**EXERCISE DETAILS**.
Transcribe the following entries word for word. End with the line where "type, and head." appears.

**STORED DATA**.
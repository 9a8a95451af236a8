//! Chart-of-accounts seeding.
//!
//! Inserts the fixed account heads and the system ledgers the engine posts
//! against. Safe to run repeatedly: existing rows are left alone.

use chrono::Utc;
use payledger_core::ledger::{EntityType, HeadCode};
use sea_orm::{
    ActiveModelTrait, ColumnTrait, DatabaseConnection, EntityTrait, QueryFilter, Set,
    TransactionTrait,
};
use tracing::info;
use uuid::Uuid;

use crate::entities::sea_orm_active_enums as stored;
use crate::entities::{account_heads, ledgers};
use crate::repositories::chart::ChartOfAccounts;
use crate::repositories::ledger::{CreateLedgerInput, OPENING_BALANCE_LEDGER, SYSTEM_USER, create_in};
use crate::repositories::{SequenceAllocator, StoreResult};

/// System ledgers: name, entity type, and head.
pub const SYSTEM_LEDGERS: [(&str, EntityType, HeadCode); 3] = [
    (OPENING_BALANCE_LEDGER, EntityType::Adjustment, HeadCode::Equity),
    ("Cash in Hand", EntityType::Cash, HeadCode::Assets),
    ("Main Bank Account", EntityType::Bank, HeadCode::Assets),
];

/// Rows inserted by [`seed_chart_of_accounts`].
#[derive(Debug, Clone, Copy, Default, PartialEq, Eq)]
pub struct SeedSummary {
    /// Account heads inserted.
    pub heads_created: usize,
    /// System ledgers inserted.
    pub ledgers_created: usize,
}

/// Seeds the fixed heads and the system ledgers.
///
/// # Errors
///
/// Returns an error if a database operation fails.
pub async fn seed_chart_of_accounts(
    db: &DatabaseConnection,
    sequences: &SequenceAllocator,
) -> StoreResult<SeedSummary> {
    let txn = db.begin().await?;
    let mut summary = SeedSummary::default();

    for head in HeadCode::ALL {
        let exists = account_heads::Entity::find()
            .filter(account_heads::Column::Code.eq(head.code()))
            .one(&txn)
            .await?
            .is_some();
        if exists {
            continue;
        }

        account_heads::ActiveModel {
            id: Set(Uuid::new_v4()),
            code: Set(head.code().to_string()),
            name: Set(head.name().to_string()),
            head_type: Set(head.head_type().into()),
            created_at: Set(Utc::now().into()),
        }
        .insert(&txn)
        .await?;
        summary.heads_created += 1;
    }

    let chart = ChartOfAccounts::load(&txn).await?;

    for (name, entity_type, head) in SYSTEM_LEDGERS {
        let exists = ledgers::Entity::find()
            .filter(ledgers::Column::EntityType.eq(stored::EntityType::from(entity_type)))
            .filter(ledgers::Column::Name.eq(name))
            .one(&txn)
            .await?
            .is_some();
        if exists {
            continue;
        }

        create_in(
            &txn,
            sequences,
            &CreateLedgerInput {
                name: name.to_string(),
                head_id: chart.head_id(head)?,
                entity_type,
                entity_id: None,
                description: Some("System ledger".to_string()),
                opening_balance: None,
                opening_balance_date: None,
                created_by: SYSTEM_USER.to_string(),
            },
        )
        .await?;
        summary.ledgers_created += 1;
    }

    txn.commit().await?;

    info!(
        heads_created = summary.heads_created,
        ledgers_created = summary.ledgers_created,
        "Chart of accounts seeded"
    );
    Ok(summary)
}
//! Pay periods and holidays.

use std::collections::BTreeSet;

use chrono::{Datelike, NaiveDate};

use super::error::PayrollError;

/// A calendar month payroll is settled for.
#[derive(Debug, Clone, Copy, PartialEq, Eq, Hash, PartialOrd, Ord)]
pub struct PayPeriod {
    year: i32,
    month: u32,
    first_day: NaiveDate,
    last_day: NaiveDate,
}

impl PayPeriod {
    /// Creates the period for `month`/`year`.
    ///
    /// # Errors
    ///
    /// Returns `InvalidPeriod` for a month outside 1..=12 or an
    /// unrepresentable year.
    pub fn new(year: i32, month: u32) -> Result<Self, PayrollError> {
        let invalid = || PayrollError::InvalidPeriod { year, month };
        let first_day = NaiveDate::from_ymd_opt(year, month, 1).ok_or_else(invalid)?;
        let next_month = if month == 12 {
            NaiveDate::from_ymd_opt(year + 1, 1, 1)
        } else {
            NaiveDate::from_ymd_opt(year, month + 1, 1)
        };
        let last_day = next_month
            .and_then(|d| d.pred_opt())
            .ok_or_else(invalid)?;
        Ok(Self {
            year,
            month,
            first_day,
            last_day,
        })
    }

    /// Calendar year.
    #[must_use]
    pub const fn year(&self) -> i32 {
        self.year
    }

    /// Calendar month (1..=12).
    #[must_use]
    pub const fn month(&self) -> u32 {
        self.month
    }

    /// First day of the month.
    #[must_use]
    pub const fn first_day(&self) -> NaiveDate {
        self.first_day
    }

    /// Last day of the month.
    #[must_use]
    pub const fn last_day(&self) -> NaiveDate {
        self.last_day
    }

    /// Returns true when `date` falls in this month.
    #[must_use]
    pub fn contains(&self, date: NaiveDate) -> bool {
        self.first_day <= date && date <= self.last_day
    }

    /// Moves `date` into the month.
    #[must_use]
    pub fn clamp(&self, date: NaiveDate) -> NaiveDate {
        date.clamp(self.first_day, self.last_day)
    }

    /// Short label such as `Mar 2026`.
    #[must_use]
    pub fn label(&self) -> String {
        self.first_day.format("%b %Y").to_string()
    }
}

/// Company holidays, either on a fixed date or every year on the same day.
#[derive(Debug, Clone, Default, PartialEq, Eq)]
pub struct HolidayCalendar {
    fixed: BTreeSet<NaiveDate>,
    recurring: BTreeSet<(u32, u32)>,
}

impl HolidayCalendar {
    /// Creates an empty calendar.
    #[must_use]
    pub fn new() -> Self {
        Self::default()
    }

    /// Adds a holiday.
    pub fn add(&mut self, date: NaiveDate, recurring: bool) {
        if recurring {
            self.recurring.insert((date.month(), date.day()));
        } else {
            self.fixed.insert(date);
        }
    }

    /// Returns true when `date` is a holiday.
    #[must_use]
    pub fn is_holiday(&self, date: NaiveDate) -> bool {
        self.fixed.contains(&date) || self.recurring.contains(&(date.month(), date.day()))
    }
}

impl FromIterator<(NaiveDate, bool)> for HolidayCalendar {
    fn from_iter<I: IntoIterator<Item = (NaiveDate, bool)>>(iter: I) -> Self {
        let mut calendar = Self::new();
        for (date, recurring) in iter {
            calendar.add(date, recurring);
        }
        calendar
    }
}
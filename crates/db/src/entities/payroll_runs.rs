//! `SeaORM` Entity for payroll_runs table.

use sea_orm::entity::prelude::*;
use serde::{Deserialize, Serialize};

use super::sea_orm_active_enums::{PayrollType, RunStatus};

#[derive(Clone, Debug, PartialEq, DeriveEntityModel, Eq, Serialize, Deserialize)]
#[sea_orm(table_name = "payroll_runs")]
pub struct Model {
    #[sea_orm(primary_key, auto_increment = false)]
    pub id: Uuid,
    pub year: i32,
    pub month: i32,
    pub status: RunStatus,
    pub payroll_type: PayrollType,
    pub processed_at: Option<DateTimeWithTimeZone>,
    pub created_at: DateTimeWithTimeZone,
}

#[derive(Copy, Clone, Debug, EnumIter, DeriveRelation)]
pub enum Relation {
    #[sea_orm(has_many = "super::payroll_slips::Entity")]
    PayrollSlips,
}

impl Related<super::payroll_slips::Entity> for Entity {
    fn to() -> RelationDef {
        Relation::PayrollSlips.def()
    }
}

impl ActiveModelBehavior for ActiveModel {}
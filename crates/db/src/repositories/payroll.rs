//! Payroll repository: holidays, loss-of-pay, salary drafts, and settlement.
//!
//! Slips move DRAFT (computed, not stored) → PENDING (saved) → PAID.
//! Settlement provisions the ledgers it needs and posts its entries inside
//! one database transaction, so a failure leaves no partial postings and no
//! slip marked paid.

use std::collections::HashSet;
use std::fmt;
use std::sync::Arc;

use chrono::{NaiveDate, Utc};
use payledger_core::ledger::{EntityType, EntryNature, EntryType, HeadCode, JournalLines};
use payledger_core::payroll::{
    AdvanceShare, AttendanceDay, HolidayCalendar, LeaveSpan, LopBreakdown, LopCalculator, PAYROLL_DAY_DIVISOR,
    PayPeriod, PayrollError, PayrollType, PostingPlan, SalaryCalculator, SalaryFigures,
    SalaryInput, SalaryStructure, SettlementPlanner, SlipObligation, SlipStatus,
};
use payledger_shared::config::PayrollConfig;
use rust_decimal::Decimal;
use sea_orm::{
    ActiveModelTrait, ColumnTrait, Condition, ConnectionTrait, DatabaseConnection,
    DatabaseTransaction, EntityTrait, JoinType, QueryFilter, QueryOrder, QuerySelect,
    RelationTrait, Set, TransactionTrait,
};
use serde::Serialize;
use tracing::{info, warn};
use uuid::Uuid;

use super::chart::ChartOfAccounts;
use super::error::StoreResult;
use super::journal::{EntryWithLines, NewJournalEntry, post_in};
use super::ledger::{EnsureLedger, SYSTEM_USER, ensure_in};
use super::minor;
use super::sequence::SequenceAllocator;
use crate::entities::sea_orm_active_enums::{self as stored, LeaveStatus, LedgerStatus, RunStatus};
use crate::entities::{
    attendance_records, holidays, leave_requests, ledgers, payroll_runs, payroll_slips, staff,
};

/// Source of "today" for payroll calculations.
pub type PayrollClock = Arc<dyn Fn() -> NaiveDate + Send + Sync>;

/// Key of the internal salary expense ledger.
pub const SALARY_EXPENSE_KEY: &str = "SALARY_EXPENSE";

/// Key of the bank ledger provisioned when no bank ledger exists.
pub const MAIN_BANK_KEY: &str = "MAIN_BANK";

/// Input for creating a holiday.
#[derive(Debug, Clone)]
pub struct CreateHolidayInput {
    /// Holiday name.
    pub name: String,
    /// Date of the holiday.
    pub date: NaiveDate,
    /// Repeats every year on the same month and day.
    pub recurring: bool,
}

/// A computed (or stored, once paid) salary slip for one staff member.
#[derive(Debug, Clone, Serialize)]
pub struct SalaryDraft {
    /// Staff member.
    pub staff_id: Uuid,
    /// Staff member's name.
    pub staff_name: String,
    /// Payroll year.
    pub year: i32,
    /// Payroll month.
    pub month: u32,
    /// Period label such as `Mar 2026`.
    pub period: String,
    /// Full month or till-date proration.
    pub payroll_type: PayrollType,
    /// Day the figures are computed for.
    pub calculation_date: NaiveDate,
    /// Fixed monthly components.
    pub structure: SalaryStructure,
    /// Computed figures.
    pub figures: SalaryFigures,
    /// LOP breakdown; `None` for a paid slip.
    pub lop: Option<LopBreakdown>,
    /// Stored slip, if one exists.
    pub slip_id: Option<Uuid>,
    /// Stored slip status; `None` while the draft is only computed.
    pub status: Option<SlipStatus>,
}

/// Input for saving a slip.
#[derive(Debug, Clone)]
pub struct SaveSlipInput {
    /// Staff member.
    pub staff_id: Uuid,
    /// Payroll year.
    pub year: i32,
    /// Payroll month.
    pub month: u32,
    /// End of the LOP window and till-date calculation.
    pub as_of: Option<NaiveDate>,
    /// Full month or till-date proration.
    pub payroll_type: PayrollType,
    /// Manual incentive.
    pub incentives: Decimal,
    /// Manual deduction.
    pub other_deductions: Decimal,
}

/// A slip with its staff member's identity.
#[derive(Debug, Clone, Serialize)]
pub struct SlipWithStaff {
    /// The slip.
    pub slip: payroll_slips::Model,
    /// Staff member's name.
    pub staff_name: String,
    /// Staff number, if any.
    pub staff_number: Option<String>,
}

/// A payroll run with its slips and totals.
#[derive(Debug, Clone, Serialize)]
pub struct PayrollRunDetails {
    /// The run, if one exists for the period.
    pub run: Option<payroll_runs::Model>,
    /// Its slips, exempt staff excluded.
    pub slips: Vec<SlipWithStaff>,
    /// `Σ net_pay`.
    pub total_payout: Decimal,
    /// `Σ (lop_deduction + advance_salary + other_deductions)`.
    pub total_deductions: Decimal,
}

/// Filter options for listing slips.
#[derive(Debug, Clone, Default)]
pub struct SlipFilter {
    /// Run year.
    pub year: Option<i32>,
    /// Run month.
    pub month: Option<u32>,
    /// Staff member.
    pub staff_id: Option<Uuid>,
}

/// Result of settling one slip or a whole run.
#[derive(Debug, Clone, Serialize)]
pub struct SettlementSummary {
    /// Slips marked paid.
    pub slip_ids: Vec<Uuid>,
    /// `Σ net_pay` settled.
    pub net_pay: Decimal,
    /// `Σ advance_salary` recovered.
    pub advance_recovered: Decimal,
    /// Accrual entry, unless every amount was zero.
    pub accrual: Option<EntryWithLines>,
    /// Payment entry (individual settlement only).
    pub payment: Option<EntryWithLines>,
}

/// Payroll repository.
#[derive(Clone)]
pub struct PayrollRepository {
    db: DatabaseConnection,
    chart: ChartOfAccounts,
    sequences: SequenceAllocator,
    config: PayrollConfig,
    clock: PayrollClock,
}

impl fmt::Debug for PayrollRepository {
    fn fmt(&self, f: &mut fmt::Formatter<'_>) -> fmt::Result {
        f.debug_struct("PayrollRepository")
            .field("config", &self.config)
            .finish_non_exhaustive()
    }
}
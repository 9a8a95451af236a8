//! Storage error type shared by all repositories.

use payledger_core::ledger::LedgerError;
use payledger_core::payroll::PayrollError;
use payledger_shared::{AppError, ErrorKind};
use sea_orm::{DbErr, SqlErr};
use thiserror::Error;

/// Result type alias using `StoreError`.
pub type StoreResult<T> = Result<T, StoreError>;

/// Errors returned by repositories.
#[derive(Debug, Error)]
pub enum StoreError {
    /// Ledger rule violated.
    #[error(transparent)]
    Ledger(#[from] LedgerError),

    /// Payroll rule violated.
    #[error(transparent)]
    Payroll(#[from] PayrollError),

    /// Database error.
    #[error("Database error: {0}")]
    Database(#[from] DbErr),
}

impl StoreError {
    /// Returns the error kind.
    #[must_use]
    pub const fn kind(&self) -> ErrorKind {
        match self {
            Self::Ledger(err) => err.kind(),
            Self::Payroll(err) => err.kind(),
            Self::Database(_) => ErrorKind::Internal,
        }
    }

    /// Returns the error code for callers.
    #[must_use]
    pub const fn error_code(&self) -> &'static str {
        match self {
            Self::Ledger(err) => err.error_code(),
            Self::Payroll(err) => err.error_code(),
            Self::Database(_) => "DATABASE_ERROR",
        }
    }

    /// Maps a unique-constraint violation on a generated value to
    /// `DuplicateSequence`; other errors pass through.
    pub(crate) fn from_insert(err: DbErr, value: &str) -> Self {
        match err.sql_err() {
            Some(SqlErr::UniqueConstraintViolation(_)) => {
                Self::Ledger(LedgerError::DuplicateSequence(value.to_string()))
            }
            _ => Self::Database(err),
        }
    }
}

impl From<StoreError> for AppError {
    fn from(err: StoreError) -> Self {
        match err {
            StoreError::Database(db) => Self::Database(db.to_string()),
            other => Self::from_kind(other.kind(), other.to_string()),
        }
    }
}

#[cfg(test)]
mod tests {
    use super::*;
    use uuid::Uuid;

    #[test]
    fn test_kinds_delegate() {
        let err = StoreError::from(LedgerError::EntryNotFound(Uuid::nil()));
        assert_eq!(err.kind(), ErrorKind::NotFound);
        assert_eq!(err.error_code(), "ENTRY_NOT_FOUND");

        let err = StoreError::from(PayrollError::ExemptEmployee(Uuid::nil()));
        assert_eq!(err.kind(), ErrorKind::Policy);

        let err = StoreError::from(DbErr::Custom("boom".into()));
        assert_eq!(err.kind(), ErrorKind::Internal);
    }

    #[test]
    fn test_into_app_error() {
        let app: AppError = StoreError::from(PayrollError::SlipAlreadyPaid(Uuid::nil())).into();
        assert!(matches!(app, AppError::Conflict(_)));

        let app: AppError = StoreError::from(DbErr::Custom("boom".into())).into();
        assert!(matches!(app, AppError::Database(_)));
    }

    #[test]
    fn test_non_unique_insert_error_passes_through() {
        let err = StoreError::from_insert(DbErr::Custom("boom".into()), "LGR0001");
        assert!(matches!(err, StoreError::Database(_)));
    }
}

**REPLY TO THE EXERCISE**.
repository 9a8a95451af236a8
//! Chart-of-accounts seeding.
//!
//! Inserts the fixed account heads and the system ledgers the engine posts
//! against. Safe to run repeatedly: existing rows are left alone.

use chrono::Utc;
use payledger_core::ledger::{EntityType, HeadCode};
use sea_orm::{
    ActiveModelTrait, ColumnTrait, DatabaseConnection, EntityTrait, QueryFilter, Set,
    TransactionTrait,
};
use tracing::info;
use uuid::Uuid;

use crate::entities::sea_orm_active_enums as stored;
use crate::entities::{account_heads, ledgers};
use crate::repositories::chart::ChartOfAccounts;
use crate::repositories::ledger::{CreateLedgerInput, OPENING_BALANCE_LEDGER, SYSTEM_USER, create_in};
use crate::repositories::{SequenceAllocator, StoreResult};

/// System ledgers: name, entity type, and head.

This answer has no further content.